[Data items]
//! Dialog lifecycle against the simulated bank.

mod common;

use chrono::NaiveDate;
use common::{auth, MockBank, DIALOG_ID, SYNC_DIALOG_ID, SYSTEM_ID};
use fints_client::segments::{MessageHeader, SepaAccountsRequest, StatementRequest, StatementResponse};
use fints_client::{
    fetch_pages, Authenticator, DialogState, Error, Headers, SegmentBody, SepaAccount,
};
use pretty_assertions::assert_eq;
use std::sync::Arc;

fn account() -> SepaAccount {
    SepaAccount {
        is_sepa: true,
        iban: "DE02100200300000123456".into(),
        bic: "BANKDEFFXXX".into(),
        account_number: "123456".into(),
        sub_account: None,
        country_code: "280".into(),
        blz: "10020030".into(),
    }
}

fn statement_request(touchdown: Option<String>) -> SegmentBody {
    StatementRequest::new(
        account(),
        NaiveDate::from_ymd_opt(2020, 1, 1).unwrap(),
        NaiveDate::from_ymd_opt(2020, 1, 31).unwrap(),
    )
    .with_touchdown(touchdown)
    .into()
}

#[tokio::test]
async fn test_sync_closes_bank_dialog_and_init_opens_new_one() {
    let bank = Arc::new(MockBank::new());
    let auth = auth();
    let mut dialog = auth.create_dialog(bank.clone());

    dialog.sync(&auth).await.unwrap();
    assert_eq!(dialog.system_id(), SYSTEM_ID);
    assert_eq!(dialog.dialog_id(), "0");

    dialog.init(&auth).await.unwrap();
    assert_eq!(dialog.state(), DialogState::Open);
    assert_eq!(dialog.dialog_id(), DIALOG_ID);
    assert_eq!(dialog.negotiated_version("HKSPA"), Some(3));
    assert_eq!(dialog.negotiated_version("HKKAZ"), Some(7));

    let ends = bank.received("HKEND");
    assert_eq!(ends.len(), 1);

    let headers: Vec<(String, u32)> = bank
        .requests()
        .iter()
        .filter_map(|request| request[0].typed::<MessageHeader>().cloned())
        .map(|header| (header.dialog_id, header.message_number))
        .collect();
    assert_eq!(
        headers,
        vec![
            ("0".to_string(), 1),
            (SYNC_DIALOG_ID.to_string(), 2),
            ("0".to_string(), 1),
        ]
    );
}

#[tokio::test]
async fn test_segment_numbers_strictly_increase() {
    let bank = Arc::new(MockBank::new().with_pages(&[":20:A\n", ":25:B\n"]));
    let auth = auth();
    let mut dialog = auth.create_dialog(bank.clone());
    dialog.sync(&auth).await.unwrap();
    dialog.init(&auth).await.unwrap();

    for _ in 0..2 {
        let mut request = auth.create_request(vec![SepaAccountsRequest::default().into()]);
        dialog.send(&mut request).await.unwrap();
    }
    fetch_pages(&mut dialog, &auth, "HKKAZ", statement_request)
        .await
        .unwrap();
    dialog.end(&auth).await.unwrap();

    // HNHBK, HNSHK and the envelope keep their fixed numbers
    let numbers: Vec<u32> = bank
        .requests()
        .iter()
        .flatten()
        .filter(|segment| !matches!(segment.kind(), "HNHBK" | "HNSHK" | "HNVSK"))
        .map(|segment| segment.number())
        .collect();
    assert!(numbers.len() > 10);
    assert!(numbers.windows(2).all(|pair| pair[0] < pair[1]), "{:?}", numbers);
    assert_eq!(numbers[0], 3);
}

#[tokio::test]
async fn test_send_after_end_fails() {
    let bank = Arc::new(MockBank::new());
    let auth = auth();
    let mut dialog = auth.create_dialog(bank.clone());
    dialog.sync(&auth).await.unwrap();
    dialog.init(&auth).await.unwrap();
    dialog.end(&auth).await.unwrap();
    let sent = bank.requests().len();

    let mut request = auth.create_request(vec![SepaAccountsRequest::default().into()]);
    let result = dialog.send(&mut request).await;
    assert!(matches!(
        result,
        Err(Error::InvalidDialogState {
            operation: "send",
            state: DialogState::Closed
        })
    ));
    assert_eq!(bank.requests().len(), sent);
    assert!(dialog.end(&auth).await.is_err());
}

#[tokio::test]
async fn test_pagination_follows_touchdowns() {
    let bank = Arc::new(MockBank::new().with_pages(&["first|", "second|", "third"]));
    let auth = auth();
    let mut dialog = auth.create_dialog(bank.clone());
    dialog.sync(&auth).await.unwrap();
    dialog.init(&auth).await.unwrap();

    let responses = fetch_pages(&mut dialog, &auth, "HKKAZ", statement_request)
        .await
        .unwrap();
    assert_eq!(responses.len(), 3);

    let payload: String = responses
        .iter()
        .flat_map(|response| response.find_all::<StatementResponse>())
        .map(|page| page.booked.as_str())
        .collect();
    assert_eq!(payload, "first|second|third");

    let tokens: Vec<Option<String>> = bank
        .received("HKKAZ")
        .iter()
        .map(|segment| {
            segment
                .raw_groups()
                .and_then(|groups| groups.get(5))
                .and_then(|group| group.first())
                .map(|element| element.as_str().to_string())
        })
        .collect();
    assert_eq!(
        tokens,
        vec![None, Some("T1".to_string()), Some("T2".to_string())]
    );
}

#[tokio::test]
async fn test_unknown_segments_are_kept() {
    let bank = Arc::new(MockBank::new().with_extra_segment("HIXYZ"));
    let auth = auth();
    let mut dialog = auth.create_dialog(bank);
    dialog.sync(&auth).await.unwrap();
    dialog.init(&auth).await.unwrap();

    let mut request = auth.create_request(vec![SepaAccountsRequest::default().into()]);
    let response = dialog.send(&mut request).await.unwrap();

    let unknown = response.find_segment("HIXYZ").unwrap();
    let groups = unknown.raw_groups().unwrap();
    assert_eq!(groups[0][0].as_str(), "opaque");
    assert_eq!(groups[0][1].as_str(), "data");
    assert!(response.find_segment("HISPA").is_ok());
}

#[tokio::test]
async fn test_headers_reach_the_transport() {
    let bank = Arc::new(MockBank::new());
    let headers = Headers::new().with("Proxy-Authorization", "Basic c2VjcmV0");
    let auth = auth().with_headers(headers.clone());
    let mut dialog = auth.create_dialog(bank.clone());
    dialog.sync(&auth).await.unwrap();
    dialog.init(&auth).await.unwrap();
    dialog.end(&auth).await.unwrap();

    let seen = bank.headers();
    assert_eq!(seen.len(), 4);
    assert!(seen.iter().all(|received| *received == headers));
}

Exercise aim: Recopy all of the records verbatim.

Written response:
//! Dialog lifecycle against the simulated bank.

mod common;

use chrono::NaiveDate;
use common::{auth, MockBank, DIALOG_ID, SYNC_DIALOG_ID, SYSTEM_ID};
use fints_client::segments::{MessageHeader, SepaAccountsRequest, StatementRequest, StatementResponse};
use fints_client::{
    fetch_pages, Authenticator, DialogState, Error, Headers, SegmentBody, SepaAccount,
};
use pretty_assertions::assert_eq;
use std::sync::Arc;

fn account() -> SepaAccount {
    SepaAccount {
        is_sepa: true,
        iban: "DE02100200300000123456".into(),
        bic: "BANKDEFFXXX".into(),
        account_number: "123456".into(),
        sub_account: None,
        country_code: "280".into(),
        blz: "10020030".into(),
    }
}

fn statement_request(touchdown: Option<String>) -> SegmentBody {
    StatementRequest::new(
        account(),
        NaiveDate::from_ymd_opt(2020, 1, 1).unwrap(),
        NaiveDate::from_ymd_opt(2020, 1, 31).unwrap(),
    )
    .with_touchdown(touchdown)
    .into()
}

#[tokio::test]
async fn test_sync_closes_bank_dialog_and_init_opens_new_one() {
    let bank = Arc::new(MockBank::new());
    let auth = auth();
    let mut dialog = auth.create_dialog(bank.clone());

    dialog.sync(&auth).await.unwrap();
    assert_eq!(dialog.system_id(), SYSTEM_ID);
    assert_eq!(dialog.dialog_id(), "0");

    dialog.init(&auth).await.unwrap();
    assert_eq!(dialog.state(), DialogState::Open);
    assert_eq!(dialog.dialog_id(), DIALOG_ID);
    assert_eq!(dialog.negotiated_version("HKSPA"), Some(3));
    assert_eq!(dialog.negotiated_version("HKKAZ"), Some(7));

    let ends = bank.received("HKEND");
    assert_eq!(ends.len(), 1);

    let headers: Vec<(String, u32)> = bank
        .requests()
        .iter()
        .filter_map(|request| request[0].typed::<MessageHeader>().cloned())
        .map(|header| (header.dialog_id, header.message_number))
        .collect();
    assert_eq!(
        headers,
        vec![
            ("0".to_string(), 1),
            (SYNC_DIALOG_ID.to_string(), 2),
            ("0".to_string(), 1),
        ]
    );
}

#[tokio::test]
async fn test_segment_numbers_strictly_increase() {
    let bank = Arc::new(MockBank::new().with_pages(&[":20:A\n", ":25:B\n"]));
    let auth = auth();
    let mut dialog = auth.create_dialog(bank.clone());
    dialog.sync(&auth).await.unwrap();
    dialog.init(&auth).await.unwrap();

    for _ in 0..2 {
        let mut request = auth.create_request(vec![SepaAccountsRequest::default().into()]);
        dialog.send(&mut request).await.unwrap();
    }
    fetch_pages(&mut dialog, &auth, "HKKAZ", statement_request)
        .await
        .unwrap();
    dialog.end(&auth).await.unwrap();

    // HNHBK, HNSHK and the envelope keep their fixed numbers
    let numbers: Vec<u32> = bank
        .requests()
        .iter()
        .flatten()
        .filter(|segment| !matches!(segment.kind(), "HNHBK" | "HNSHK" | "HNVSK"))
        .map(|segment| segment.number())
        .collect();
    assert!(numbers.len() > 10);
    assert!(numbers.windows(2).all(|pair| pair[0] < pair[1]), "{:?}", numbers);
    assert_eq!(numbers[0], 3);
}

#[tokio::test]
async fn test_send_after_end_fails() {
    let bank = Arc::new(MockBank::new());
    let auth = auth();
    let mut dialog = auth.create_dialog(bank.clone());
    dialog.sync(&auth).await.unwrap();
    dialog.init(&auth).await.unwrap();
    dialog.end(&auth).await.unwrap();
    let sent = bank.requests().len();

    let mut request = auth.create_request(vec![SepaAccountsRequest::default().into()]);
    let result = dialog.send(&mut request).await;
    assert!(matches!(
        result,
        Err(Error::InvalidDialogState {
            operation: "send",
            state: DialogState::Closed
        })
    ));
    assert_eq!(bank.requests().len(), sent);
    assert!(dialog.end(&auth).await.is_err());
}

#[tokio::test]
async fn test_pagination_follows_touchdowns() {
    let bank = Arc::new(MockBank::new().with_pages(&["first|", "second|", "third"]));
    let auth = auth();
    let mut dialog = auth.create_dialog(bank.clone());
    dialog.sync(&auth).await.unwrap();
    dialog.init(&auth).await.unwrap();

    let responses = fetch_pages(&mut dialog, &auth, "HKKAZ", statement_request)
        .await
        .unwrap();
    assert_eq!(responses.len(), 3);

    let payload: String = responses
        .iter()
        .flat_map(|response| response.find_all::<StatementResponse>())
        .map(|page| page.booked.as_str())
        .collect();
    assert_eq!(payload, "first|second|third");

    let tokens: Vec<Option<String>> = bank
        .received("HKKAZ")
        .iter()
        .map(|segment| {
            segment
                .raw_groups()
                .and_then(|groups| groups.get(5))
                .and_then(|group| group.first())
                .map(|element| element.as_str().to_string())
        })
        .collect();
    assert_eq!(
        tokens,
        vec![None, Some("T1".to_string()), Some("T2".to_string())]
    );
}

#[tokio::test]
async fn test_unknown_segments_are_kept() {
    let bank = Arc::new(MockBank::new().with_extra_segment("HIXYZ"));
    let auth = auth();
    let mut dialog = auth.create_dialog(bank);
    dialog.sync(&auth).await.unwrap();
    dialog.init(&auth).await.unwrap();

    let mut request = auth.create_request(vec![SepaAccountsRequest::default().into()]);
    let response = dialog.send(&mut request).await.unwrap();

    let unknown = response.find_segment("HIXYZ").unwrap();
    let groups = unknown.raw_groups().unwrap();
    assert_eq!(groups[0][0].as_str(), "opaque");
    assert_eq!(groups[0][1].as_str(), "data");
    assert!(response.find_segment("HISPA").is_ok());
}

#[tokio::test]
async fn test_headers_reach_the_transport() {
    let bank = Arc::new(MockBank::new());
    let headers = Headers::new().with("Proxy-Authorization", "Basic c2VjcmV0");
    let auth = auth().with_headers(headers.clone());
    let mut dialog = auth.create_dialog(bank.clone());
    dialog.sync(&auth).await.unwrap();
    dialog.init(&auth).await.unwrap();
    dialog.end(&auth).await.unwrap();

    let seen = bank.headers();
    assert_eq!(seen.len(), 4);
    assert!(seen.iter().all(|received| *received == headers));
}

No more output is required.